Sama dengan Melania Hanny Aryantie (38), pegawai negeri sipil, yang menjalani WHF sejak 18 Maret 2020. Menurut dia, karyawan memang seharusnya menjalani WFH karena bukan lagi menyangkut kesehatan pribadi dan keluarga, melainkan kesehatan publik.
”Saya sudah membuat target kinerja untuk menjaga produktivitas. Dengan adanya WFH, saya jadi lebih banyak waktu bersama anak-anak. Selain mengajari pelajaran sekolah, saya juga jadi punya waktu bermain bersama mereka,” tutur Melania.

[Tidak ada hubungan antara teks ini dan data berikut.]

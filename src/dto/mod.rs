pub mod auth;
pub mod catalog;
pub mod company;
pub mod homepage;
pub mod products;
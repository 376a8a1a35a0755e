use url::{ParseError, Url};

const EMBED_BASE: &str = "https://www.youtube.com/embed/";
// Schemeless input is read as a path, so only its query can still match.
const RELATIVE_BASE: &str = "http://relative.invalid/";

/// Converts a YouTube link into its embeddable form.
///
/// Recognised shapes, in order: `youtu.be/<id>`, `/shorts/<id>`, and the
/// `v` query parameter of a watch URL. A link without a scheme is treated as
/// a bare path, so `www.youtube.com/watch?v=<id>` still resolves through its
/// query. Anything else yields an empty string.
pub fn yt_embed_url(raw_url: &str) -> String {
    if raw_url.is_empty() {
        return String::new();
    }
    let parsed = match Url::parse(raw_url) {
        Err(ParseError::RelativeUrlWithoutBase) => {
            Url::parse(RELATIVE_BASE).and_then(|base| base.join(raw_url))
        }
        other => other,
    };
    let Ok(url) = parsed else {
        return String::new();
    };

    let host = url.host_str().unwrap_or_default().to_ascii_lowercase();
    let path = url.path();

    let video_id = if host.contains("youtu.be") {
        path.trim_start_matches('/')
            .split('/')
            .next()
            .unwrap_or_default()
            .to_string()
    } else if let Some((_, rest)) = path.split_once("/shorts/") {
        rest.split('?').next().unwrap_or_default().to_string()
    } else {
        url.query_pairs()
            .find(|(key, value)| key == "v" && !value.is_empty())
            .map(|(_, value)| value.into_owned())
            .unwrap_or_default()
    };

    if video_id.is_empty() {
        String::new()
    } else {
        format!("{EMBED_BASE}{video_id}")
    }
}

#[cfg(test)]
mod tests {
    use super::*;

    #[test]
    fn short_link() {
        assert_eq!(
            yt_embed_url("https://youtu.be/abc123"),
            "https://www.youtube.com/embed/abc123"
        );
        assert_eq!(
            yt_embed_url("https://youtu.be/abc123/extra?t=10"),
            "https://www.youtube.com/embed/abc123"
        );
    }

    #[test]
    fn watch_link_ignores_other_params() {
        assert_eq!(
            yt_embed_url("https://www.youtube.com/watch?v=abc123&t=5"),
            "https://www.youtube.com/embed/abc123"
        );
        assert_eq!(
            yt_embed_url("https://m.youtube.com/watch?feature=share&v=abc123"),
            "https://www.youtube.com/embed/abc123"
        );
    }

    #[test]
    fn shorts_link_strips_query() {
        assert_eq!(
            yt_embed_url("https://www.youtube.com/shorts/abc123?feature=share"),
            "https://www.youtube.com/embed/abc123"
        );
    }

    #[test]
    fn unusable_input_is_empty() {
        assert_eq!(yt_embed_url(""), "");
        assert_eq!(yt_embed_url("https://example.com"), "");
        assert_eq!(yt_embed_url("not a url"), "");
        assert_eq!(yt_embed_url("youtu.be/abc123"), "");
        assert_eq!(yt_embed_url("https://www.youtube.com/watch?v="), "");
        assert_eq!(yt_embed_url("https://youtu.be/"), "");
    }

    #[test]
    fn schemeless_watch_link_resolves_through_its_query() {
        assert_eq!(
            yt_embed_url("www.youtube.com/watch?v=abc123"),
            "https://www.youtube.com/embed/abc123"
        );
        assert_eq!(
            yt_embed_url("youtube.com/shorts/abc123?feature=share"),
            "https://www.youtube.com/embed/abc123"
        );
    }

    #[test]
    fn host_match_is_case_insensitive() {
        assert_eq!(
            yt_embed_url("https://YOUTU.BE/abc123"),
            "https://www.youtube.com/embed/abc123"
        );
    }
}
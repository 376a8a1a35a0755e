use sea_orm::entity::prelude::*;

#[derive(Clone, Debug, PartialEq, DeriveEntityModel)]
#[sea_orm(table_name = "model_categories")]
pub struct Model {
    #[sea_orm(primary_key, auto_increment = false)]
    pub id: Uuid,
    pub category_id: Uuid,
    pub series_id: Uuid,
    pub name: String,
    pub created_at: DateTimeWithTimeZone,
    pub updated_at: DateTimeWithTimeZone,
}

#[derive(Copy, Clone, Debug, EnumIter, DeriveRelation)]
pub enum Relation {
    #[sea_orm(
        belongs_to = "super::categories::Entity",
        from = "Column::CategoryId",
        to = "super::categories::Column::Id",
        on_delete = "Cascade"
    )]
    Categories,
    #[sea_orm(
        belongs_to = "super::series_categories::Entity",
        from = "Column::SeriesId",
        to = "super::series_categories::Column::Id",
        on_delete = "Cascade"
    )]
    SeriesCategories,
}

impl Related<super::categories::Entity> for Entity {
    fn to() -> RelationDef {
        Relation::Categories.def()
    }
}

impl Related<super::series_categories::Entity> for Entity {
    fn to() -> RelationDef {
        Relation::SeriesCategories.def()
    }
}

impl ActiveModelBehavior for ActiveModel {}
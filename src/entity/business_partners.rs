use sea_orm::entity::prelude::*;

#[derive(Clone, Debug, PartialEq, DeriveEntityModel)]
#[sea_orm(table_name = "business_partners")]
pub struct Model {
    #[sea_orm(primary_key, auto_increment = false)]
    pub id: Uuid,
    pub name: String,
    pub image: String,
    pub img_alt: String,
}

#[derive(Copy, Clone, Debug, EnumIter, DeriveRelation)]
pub enum Relation {}

impl ActiveModelBehavior for ActiveModel {}
use sea_orm::entity::prelude::*;

#[derive(Clone, Debug, PartialEq, DeriveEntityModel)]
#[sea_orm(table_name = "categories")]
pub struct Model {
    #[sea_orm(primary_key, auto_increment = false)]
    pub id: Uuid,
    pub name: String,
    pub created_at: DateTimeWithTimeZone,
    pub updated_at: DateTimeWithTimeZone,
}

#[derive(Copy, Clone, Debug, EnumIter, DeriveRelation)]
pub enum Relation {
    #[sea_orm(has_many = "super::series_categories::Entity")]
    SeriesCategories,
    #[sea_orm(has_many = "super::model_categories::Entity")]
    ModelCategories,
    #[sea_orm(has_many = "super::products::Entity")]
    Products,
}

impl Related<super::series_categories::Entity> for Entity {
    fn to() -> RelationDef {
        Relation::SeriesCategories.def()
    }
}

impl Related<super::model_categories::Entity> for Entity {
    fn to() -> RelationDef {
        Relation::ModelCategories.def()
    }
}

impl Related<super::products::Entity> for Entity {
    fn to() -> RelationDef {
        Relation::Products.def()
    }
}

impl ActiveModelBehavior for ActiveModel {}
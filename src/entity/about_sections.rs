use sea_orm::entity::prelude::*;

#[derive(Clone, Debug, PartialEq, DeriveEntityModel)]
#[sea_orm(table_name = "about_sections")]
pub struct Model {
    #[sea_orm(primary_key, auto_increment = false)]
    pub id: Uuid,
    pub header: String,
    pub sub_header: String,
    pub home_description: String,
    pub detail_description: String,
    pub image: String,
}

#[derive(Copy, Clone, Debug, EnumIter, DeriveRelation)]
pub enum Relation {}

impl ActiveModelBehavior for ActiveModel {}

Seruan agar perusahaan membuat kebijakan karyawan untuk WFH sudah disampaikan melalui Seruan Gubernur DKI Jakarta Nomor 6 Tahun 2020. Pemerintah Provinsi DKI Jakarta menegaskan, dunia usaha agar mematuhi kebijakan bekerja di rumah. Jika memang tidak bisa total menutup kantor, perusahaan wajib mengurangi jumlah pegawai piket dan jam kerja hingga seminimal mungkin.
Aturan ini mulai berlaku sejak Senin, 23 Maret, hingga 5 April 2020, dengan kemungkinan tambahan hari jika diperlukan. Keputusan ini berdasarkan status wilayah DKI Jakarta yang ditetapkan sebagai wilayah tanggap darurat bencana penyebaran Covid-19.
Selain itu, PT Kereta Commuter Indonesia (KCI) juga sudah menyesuaikan jam operasional. Per hari ini, jam operasional seluruh lintas atau rute kereta commuter line mulai pukul 06.00 hingga 20.00 WIB dengan mengoperasikan 713 perjalanan.
Data PT KCI juga menunjukkan semakin banyak masyarakat yang mengikuti imbauan dari pemerintah. Data sepekan terakhir, jumlah pengguna kereta commuter line turun sekitar 50 persen dari waktu normal yang dapat melayani 900.000 pengguna hingga 1,1 juta pengguna setiap hari. Pada Jumat 20 Maret 2020, misalnya, jumlah volume penumpang tercatat 459.922 pengguna.
Jangka panjang
Peneliti Intitute for Development of Economics and Finance (Indef), Abra PG Talattov, menyampaikan, memang keadaan pandemi Covid-19 akan membuat adanya kerugian bagi perusahaan-perusahaan. Namun, kerugian akan jauh lebih besar apabila karyawannya sakit.
”Para investor saat ini akan wait and see, bagaimana Indonesia menangani pandemi Covid-19. Apabila penanganan cepat, tentu akan menjadi preseden baik di mata investor. Setelah kesehatan pulih, ekonomi pun akan pulih,” tutur Abra.
Menurut Abra, dalam kondisi sekarang, perusahaan memang harus mengutamakan kesehatan karyawan. Bagi sektor-sektor yang tidak berkaitan langsung dengan kesehatan, misalnya otomotif, akan lebih baik untuk sementara waktu meliburkan karyawan.
Memutus rantai penyebaran Covid-19 memang memerlukan kerja sama semua pihak, pemerintah, perusahaan, karyawan, dan masyarakat pada umumnya. Apabila kita cepat memutus rantai Covid-19, tentu tak perlu waktu lama untuk kembali merajut perekonomian.